Tag: international law

Supreme Court Wisely Rules that U.S. Law Doesn’t Apply Outside the U.S.

As Walter Olson notes below, today the Supreme Court correctly ruled in Kiobel v. Royal Dutch Petroleum that the Alien Tort Statute, like any federal law not explicitly stating otherwise, does not cover actions occurring outside the United States.  That is, you can’t bring a suit in U.S. court just because it involves a “violation of the law of nations” (the conduct that the ATS addresses).

As Chief Justice Roberts said in announcing the decision, even a claim that a foreigner committed such an international-law violation against another foreigner isn’t enough to counter the presumption that laws don’t have extra-territorial application.  Indeed, in such a case – and Kiobel’s allegations of human rights abuses by Nigerians against Nigerians in Nigeria is such a case – there is even less of a reason to invoke the jurisdiction of American courts than if some American dimension existed (e.g., the citizenship of one of the parties or the location of the conduct).  

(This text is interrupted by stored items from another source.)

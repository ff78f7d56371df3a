use std::collections::HashSet;
use std::net::IpAddr;

/// Set of peer addresses the auxiliary listener refuses to serve.
///
/// Built once from the configuration, owned by the controller and handed to
/// readers behind an `Arc`. Nothing mutates it after startup.
#[derive(Debug, PartialEq, Clone, Default)]
pub struct Blocklist {
    blocked: HashSet<IpAddr>,
}

impl Blocklist {
    pub fn new<I: IntoIterator<Item = IpAddr>>(addrs: I) -> Self {
        Self {
            blocked: addrs.into_iter().collect(),
        }
    }

    pub fn is_blocked(&self, addr: &IpAddr) -> bool {
        self.blocked.contains(addr)
    }

    pub fn len(&self) -> usize {
        self.blocked.len()
    }

    pub fn is_empty(&self) -> bool {
        self.blocked.is_empty()
    }
}

#[cfg(test)]
mod tests {
    use super::*;
    use std::net::Ipv4Addr;

    #[test]
    fn test_blocklist_lookup() {
        let blocked = IpAddr::V4(Ipv4Addr::new(203, 0, 113, 45));
        let list = Blocklist::new(vec![blocked, blocked]);

        assert_eq!(list.len(), 1);
        assert!(list.is_blocked(&blocked));
        assert!(!list.is_blocked(&IpAddr::V4(Ipv4Addr::LOCALHOST)));
        assert!(Blocklist::default().is_empty());
    }
}
//! Packet capture subsystem
//!
//! - `filter`: the kernel-evaluated ClientHello predicate over four encapsulations.
//! - `engine`: device/file handle with the predicate installed, yielding [`Packet`]s.
//! - `flow`: endpoint and payload extraction with explicit skip results.

pub mod engine;
pub mod filter;
pub mod flow;

pub use engine::{CaptureEngine, Packet, PacketSource};
pub use filter::{CaptureFilter, Encapsulation};
pub use flow::{Extracted, Flow, FlowExtractor, IpVersion, SkipReason, Tunnel};
use chrono::{DateTime, TimeZone, Utc};
use log::{debug, info};
use pcap::{Activated, Capture, Linktype};
use std::path::Path;

use super::filter::CaptureFilter;
use crate::error_handling::types::CaptureError;

/// libpcap treats this as "capture whole packets".
pub const MAX_SNAPLEN: i32 = 262_144;

/// One captured frame. Owned copy of the bytes handed out by libpcap, never
/// modified after capture.
#[derive(Debug, Clone, PartialEq)]
pub struct Packet {
    pub data: Vec<u8>,
    pub timestamp: DateTime<Utc>,
    pub link_type: Linktype,
}

impl Packet {
    pub fn new(data: Vec<u8>, timestamp: DateTime<Utc>, link_type: Linktype) -> Self {
        Self {
            data,
            timestamp,
            link_type,
        }
    }
}

/// Something that yields captured packets one at a time.
///
/// `Ok(None)` means nothing arrived within the read timeout; the caller is
/// expected to poll again. `Err(CaptureError::SourceExhausted)` ends the
/// sequence (only offline sources ever do). Any other error is fatal.
pub trait PacketSource {
    fn next_packet(&mut self) -> Result<Option<Packet>, CaptureError>;
}

/// A live device or a capture file with the ClientHello filter installed.
pub struct CaptureEngine {
    cap: Capture<dyn Activated>,
    link_type: Linktype,
}

impl CaptureEngine {
    /// Opens `device` for full-length, promiscuous capture and installs `filter`.
    ///
    /// `timeout_ms` bounds a single blocking read; `0` blocks until a packet
    /// arrives. Failing to open the device or compile the filter is fatal.
    pub fn open_device(
        device: &str,
        filter: &CaptureFilter,
        timeout_ms: i32,
    ) -> Result<Self, CaptureError> {
        let cap = Capture::from_device(device)
            .map_err(|e| CaptureError::DeviceOpen(format!("{}: {}", device, e)))?
            .snaplen(MAX_SNAPLEN)
            .promisc(true)
            .timeout(timeout_ms)
            .open()
            .map_err(|e| CaptureError::DeviceOpen(format!("{}: {}", device, e)))?;

        Self::install(cap.into(), filter, device)
    }

    /// Replays a capture file through the same filter.
    pub fn open_file(path: &Path, filter: &CaptureFilter) -> Result<Self, CaptureError> {
        let cap = Capture::from_file(path)
            .map_err(|e| CaptureError::DeviceOpen(format!("{}: {}", path.display(), e)))?;

        Self::install(cap.into(), filter, &path.display().to_string())
    }

    fn install(
        mut cap: Capture<dyn Activated>,
        filter: &CaptureFilter,
        source: &str,
    ) -> Result<Self, CaptureError> {
        let expression = filter.expression();
        debug!("Installing capture filter: {}", expression);
        cap.filter(&expression, true)
            .map_err(|e| CaptureError::FilterCompile(e.to_string()))?;

        let link_type = cap.get_datalink();
        info!(
            "Capturing on {} (link type {})",
            source,
            link_type.get_name().unwrap_or_else(|_| link_type.0.to_string())
        );

        Ok(Self { cap, link_type })
    }
}

impl PacketSource for CaptureEngine {
    fn next_packet(&mut self) -> Result<Option<Packet>, CaptureError> {
        match self.cap.next_packet() {
            Ok(packet) => {
                let ts = packet.header.ts;
                let timestamp = Utc
                    .timestamp_opt(ts.tv_sec as i64, (ts.tv_usec as u32).saturating_mul(1000))
                    .single()
                    .unwrap_or_else(Utc::now);
                Ok(Some(Packet::new(
                    packet.data.to_vec(),
                    timestamp,
                    self.link_type,
                )))
            }
            Err(pcap::Error::TimeoutExpired) => Ok(None),
            Err(pcap::Error::NoMorePackets) => Err(CaptureError::SourceExhausted),
            Err(e) => Err(CaptureError::ReadFailed(e.to_string())),
        }
    }
}
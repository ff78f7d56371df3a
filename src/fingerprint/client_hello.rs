//! Default matcher: decodes a TLS ClientHello record into a
//! [`FingerprintDetail`] and looks its hash up in the identity database.

use log::trace;
use tls_parser::{
    parse_tls_extension, parse_tls_plaintext, TlsClientHelloContents, TlsExtension, TlsMessage,
    TlsMessageHandshake,
};

use super::dispatcher::FingerprintMatcher;
use super::identity::FingerprintDb;
use super::types::{strip_grease, FingerprintDescriptor, FingerprintDetail, FingerprintMatch};
use crate::capture::filter::{TLS_CONTENT_TYPE_HANDSHAKE, TLS_HANDSHAKE_CLIENT_HELLO};
use crate::error_handling::types::FingerprintError;

const RECORD_HEADER_LEN: usize = 5;
const HANDSHAKE_HEADER_LEN: usize = 4;
const RANDOM_LEN: usize = 32;
const EXTENSION_HEADER_LEN: usize = 4;
const SNI_HOST_NAME: u8 = 0;

/// Decoded ClientHello: the requested host name plus the structural detail.
#[derive(Debug, Clone, PartialEq, Eq)]
pub struct ClientHello {
    pub hostname: String,
    pub detail: FingerprintDetail,
}

fn be_u16(bytes: &[u8], at: usize) -> usize {
    u16::from_be_bytes([bytes[at], bytes[at + 1]]) as usize
}

/// Copies the first record with its record and handshake lengths lowered to
/// what was actually captured. Returns whether anything had to be lowered.
fn clamp_lengths(payload: &[u8]) -> (Vec<u8>, bool) {
    let mut record = payload.to_vec();
    let body = payload.len() - RECORD_HEADER_LEN;
    let record_len = be_u16(payload, 3);
    let clamped_record = record_len.min(body);
    record[3..5].copy_from_slice(&(clamped_record as u16).to_be_bytes());

    let handshake_len = u32::from_be_bytes([0, payload[6], payload[7], payload[8]]) as usize;
    let clamped_handshake = handshake_len.min(clamped_record.saturating_sub(HANDSHAKE_HEADER_LEN));
    record[6..9].copy_from_slice(&(clamped_handshake as u32).to_be_bytes()[1..]);

    let cut = clamped_record < record_len || clamped_handshake < handshake_len;
    (record, cut)
}

/// Extension bytes of a hello whose extensions block was cut short, located
/// from the fields the parser already decoded.
fn partial_extensions<'a>(record: &'a [u8], hello: &TlsClientHelloContents) -> &'a [u8] {
    let start = RECORD_HEADER_LEN
        + HANDSHAKE_HEADER_LEN
        + 2
        + RANDOM_LEN
        + 1
        + hello.session_id.map_or(0, <[u8]>::len)
        + 2
        + 2 * hello.ciphers.len()
        + 1
        + hello.comp.len();
    if record.len() < start + 2 {
        return &[];
    }
    let end = (start + 2 + be_u16(record, start)).min(record.len());
    &record[start + 2..end]
}

/// Parses the first TLS record of `payload` as a ClientHello.
///
/// The hello may be cut short when it spans several TCP segments; extensions
/// are then decoded up to the last complete one. Everything before the
/// extensions block must be present.
pub fn parse(payload: &[u8]) -> Result<ClientHello, FingerprintError> {
    match payload.first() {
        Some(&TLS_CONTENT_TYPE_HANDSHAKE) => {}
        Some(other) => {
            return Err(FingerprintError::NotClientHello(format!(
                "record content type {}",
                other
            )))
        }
        None => return Err(FingerprintError::Truncated("record header")),
    }
    if payload.len() < RECORD_HEADER_LEN + HANDSHAKE_HEADER_LEN {
        return Err(FingerprintError::Truncated("handshake header"));
    }
    if payload[RECORD_HEADER_LEN] != TLS_HANDSHAKE_CLIENT_HELLO {
        return Err(FingerprintError::NotClientHello(format!(
            "handshake type {}",
            payload[RECORD_HEADER_LEN]
        )));
    }

    let (record, cut) = clamp_lengths(payload);
    let plaintext = match parse_tls_plaintext(&record) {
        Ok((_, plaintext)) => plaintext,
        Err(_) if cut => return Err(FingerprintError::Truncated("client hello")),
        Err(e) => return Err(FingerprintError::NotClientHello(format!("{:?}", e))),
    };
    let contents = plaintext
        .msg
        .iter()
        .find_map(|msg| match msg {
            TlsMessage::Handshake(TlsMessageHandshake::ClientHello(contents)) => Some(contents),
            _ => None,
        })
        .ok_or_else(|| FingerprintError::NotClientHello("no hello in record".to_string()))?;

    let ciphers: Vec<u16> = contents.ciphers.iter().map(|c| c.0).collect();
    let (ciphersuite, mut grease) = strip_grease(&ciphers);
    let compression: Vec<u8> = contents.comp.iter().map(|c| c.0).collect();

    let mut hello = ClientHello {
        hostname: String::new(),
        detail: FingerprintDetail {
            record_tls_version: plaintext.hdr.version.0.to_be_bytes().to_vec(),
            tls_version: contents.version.0.to_be_bytes().to_vec(),
            ciphersuite,
            compression_length: vec![compression.len() as u8],
            compression,
            ..Default::default()
        },
    };

    let ext_block = match contents.ext {
        Some(ext) => ext,
        None => partial_extensions(&record, contents),
    };
    let ext_types = walk_extensions(ext_block, &mut hello, &mut grease);

    let (extensions, ext_grease) = strip_grease(&ext_types);
    hello.detail.extensions = extensions;
    hello.detail.grease = grease || ext_grease;
    Ok(hello)
}

/// Decodes extensions one at a time, stopping at the first one that is not
/// complete. Returns the extension types in wire order.
fn walk_extensions(mut rest: &[u8], hello: &mut ClientHello, grease: &mut bool) -> Vec<u16> {
    let mut ext_types = Vec::new();
    while rest.len() >= EXTENSION_HEADER_LEN {
        let ext_type = be_u16(rest, 0) as u16;
        let end = EXTENSION_HEADER_LEN + be_u16(rest, 2);
        let Some(raw) = rest.get(..end) else {
            trace!("ClientHello extension 0x{:04x} cut short", ext_type);
            break;
        };
        ext_types.push(ext_type);
        match parse_tls_extension(raw) {
            Ok((_, ext)) => decode_extension(ext, hello, grease),
            Err(e) => trace!("Undecodable extension 0x{:04x}: {:?}", ext_type, e),
        }
        rest = &rest[end..];
    }
    ext_types
}

fn decode_extension(ext: TlsExtension<'_>, hello: &mut ClientHello, grease: &mut bool) {
    match ext {
        TlsExtension::SNI(names) => {
            if let Some((_, name)) = names.iter().find(|(kind, _)| kind.0 == SNI_HOST_NAME) {
                hello.hostname = String::from_utf8_lossy(name).into_owned();
            }
        }
        TlsExtension::EllipticCurves(groups) => {
            let groups: Vec<u16> = groups.iter().map(|g| g.0).collect();
            let (bytes, found) = strip_grease(&groups);
            hello.detail.e_curves = bytes;
            *grease |= found;
        }
        TlsExtension::EcPointFormats(formats) => {
            hello.detail.ec_point_fmt = formats.to_vec();
        }
        TlsExtension::SignatureAlgorithms(algs) => {
            hello.detail.sig_alg = algs.iter().flat_map(|a| a.to_be_bytes()).collect();
        }
        TlsExtension::SupportedVersions(versions) => {
            let versions: Vec<u16> = versions.iter().map(|v| v.0).collect();
            let (bytes, found) = strip_grease(&versions);
            hello.detail.supported_versions = bytes;
            *grease |= found;
        }
        _ => {}
    }
}

/// [`FingerprintMatcher`] backed by [`parse`] and [`FingerprintDetail::hash`].
#[derive(Debug, Clone, Copy, Default)]
pub struct ClientHelloMatcher;

impl FingerprintMatcher for ClientHelloMatcher {
    fn fingerprint(
        &self,
        payload: &[u8],
        identities: &FingerprintDb,
    ) -> Result<FingerprintMatch, FingerprintError> {
        let hello = parse(payload)?;
        let hash = hello.detail.hash();
        Ok(FingerprintMatch {
            descriptor: FingerprintDescriptor {
                hostname: hello.hostname,
                name: identities.lookup(hash).map(str::to_string),
            },
            detail: hello.detail,
            hash,
        })
    }
}
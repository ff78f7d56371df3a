use std::sync::Arc;
use tokio::sync::watch;

/// Process-wide stop request shared by the capture pipeline and the listener.
///
/// Blocking code polls [`ShutdownSignal::is_triggered`] between reads; async
/// code awaits [`ShutdownSignal::wait`]. Triggering is one-way.
#[derive(Debug, Clone)]
pub struct ShutdownSignal {
    tx: Arc<watch::Sender<bool>>,
}

impl ShutdownSignal {
    pub fn new() -> Self {
        let (tx, _rx) = watch::channel(false);
        Self { tx: Arc::new(tx) }
    }

    pub fn trigger(&self) {
        self.tx.send_replace(true);
    }

    pub fn is_triggered(&self) -> bool {
        *self.tx.borrow()
    }

    /// Resolves once the signal has been triggered, immediately if it already was.
    pub async fn wait(&self) {
        let mut rx = self.tx.subscribe();
        // The sender lives in `self`, so the channel cannot close under us
        let _ = rx.wait_for(|triggered| *triggered).await;
    }
}

impl Default for ShutdownSignal {
    fn default() -> Self {
        Self::new()
    }
}
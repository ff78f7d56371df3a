//! Per-handshake events
//!
//! An [`Event`] is the operator-facing record of one observed ClientHello. It
//! is only ever serialized into the log; storage keeps its own columns.

pub mod event;

pub use event::Event;
//! Auxiliary TLS listener
//!
//! A minimal HTTPS responder that gives fingerprinted clients somewhere to
//! connect, logging and storing each request's `User-Agent`.

pub mod network_listener;
pub mod tls;

pub use network_listener::NetworkListener;
pub use tls::load_tls_acceptor;
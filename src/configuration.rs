pub mod config;
pub mod types;

pub use config::Config;
pub use types::Blocklist;
//! Data carried across the fingerprint boundary.

use sha2::{Digest, Sha256};

/// Structural fields of one ClientHello.
///
/// Every field is the raw byte sequence as it appears on the wire, with GREASE
/// values removed from the list fields (their presence is kept in `grease`).
/// A detail is always produced whole from a single payload.
#[derive(Debug, Clone, PartialEq, Eq, Default)]
pub struct FingerprintDetail {
    pub record_tls_version: Vec<u8>,
    pub tls_version: Vec<u8>,
    pub ciphersuite: Vec<u8>,
    pub compression_length: Vec<u8>,
    pub compression: Vec<u8>,
    pub extensions: Vec<u8>,
    pub e_curves: Vec<u8>,
    pub sig_alg: Vec<u8>,
    pub ec_point_fmt: Vec<u8>,
    pub grease: bool,
    pub supported_versions: Vec<u8>,
}

impl FingerprintDetail {
    /// 64-bit identity of the detail: the first eight bytes of a SHA-256 over
    /// the length-prefixed fields. `compression_length` is implied by
    /// `compression` and left out.
    pub fn hash(&self) -> u64 {
        let mut hasher = Sha256::new();
        for field in [
            &self.record_tls_version,
            &self.tls_version,
            &self.ciphersuite,
            &self.compression,
            &self.extensions,
            &self.e_curves,
            &self.sig_alg,
            &self.ec_point_fmt,
            &self.supported_versions,
        ] {
            hasher.update((field.len() as u16).to_be_bytes());
            hasher.update(field);
        }
        hasher.update([self.grease as u8]);
        let digest = hasher.finalize();
        let mut prefix = [0u8; 8];
        prefix.copy_from_slice(&digest[..8]);
        u64::from_be_bytes(prefix)
    }
}

/// What the matcher says about the client. `name` is `None` for a
/// fingerprint missing from the identity database, which is a normal outcome.
#[derive(Debug, Clone, PartialEq, Eq, Default)]
pub struct FingerprintDescriptor {
    pub hostname: String,
    pub name: Option<String>,
}

#[derive(Debug, Clone, PartialEq, Eq)]
pub struct FingerprintMatch {
    pub descriptor: FingerprintDescriptor,
    pub detail: FingerprintDetail,
    pub hash: u64,
}

/// GREASE code points (RFC 8701) have the form 0x?A?A with equal bytes.
pub fn is_grease(value: u16) -> bool {
    value & 0x0f0f == 0x0a0a && value >> 8 == value & 0xff
}

/// Serializes `values` big-endian, dropping GREASE entries. Returns whether
/// any were dropped.
pub fn strip_grease(values: &[u16]) -> (Vec<u8>, bool) {
    let mut out = Vec::with_capacity(values.len() * 2);
    let mut found = false;
    for value in values {
        if is_grease(*value) {
            found = true;
        } else {
            out.extend_from_slice(&value.to_be_bytes());
        }
    }
    (out, found)
}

Nothing in the text of the ATS overcomes that basic presumption against extra-territoriality and the Court’s fascinating historical exposition demonstrates why the First Congress – the ATS was enacted in 1789 as one of our first laws – wouldn’t have wanted to change that practice or make the fledgling republic a “uniquely hispitable forum for the enforcement of international norms.”

As Cato’s amicus brief argued, the Founders understood “the law of nations” to provide a methodology for defining the extraterritorial scope of ATS jurisdiction. Their understanding of jurisdiction rested on the nexus between territory and sovereignty; the law of nations as of 1789 recognized a territorial nexus between the state asserting jurisdiction and the claim asserted. That the law of nations permits jurisdiction over piracy on the high seas or in other unique circumstances doesn’t mean that a U.S. court may assert jurisdiction over conduct occurring entirely within the territory of a foreign sovereign.

Finally, the Court correctly noted that the mere fact that corporations are present in the case – the original issue was whether the ATS recognized corporate liability – doesn’t somehow change the extraterritorial-applicability calculus.  In Kiobel, even the corporations were foreign (Dutch and British oil companies), with nobody alleging that so much as a U.S. subsidiary was involved.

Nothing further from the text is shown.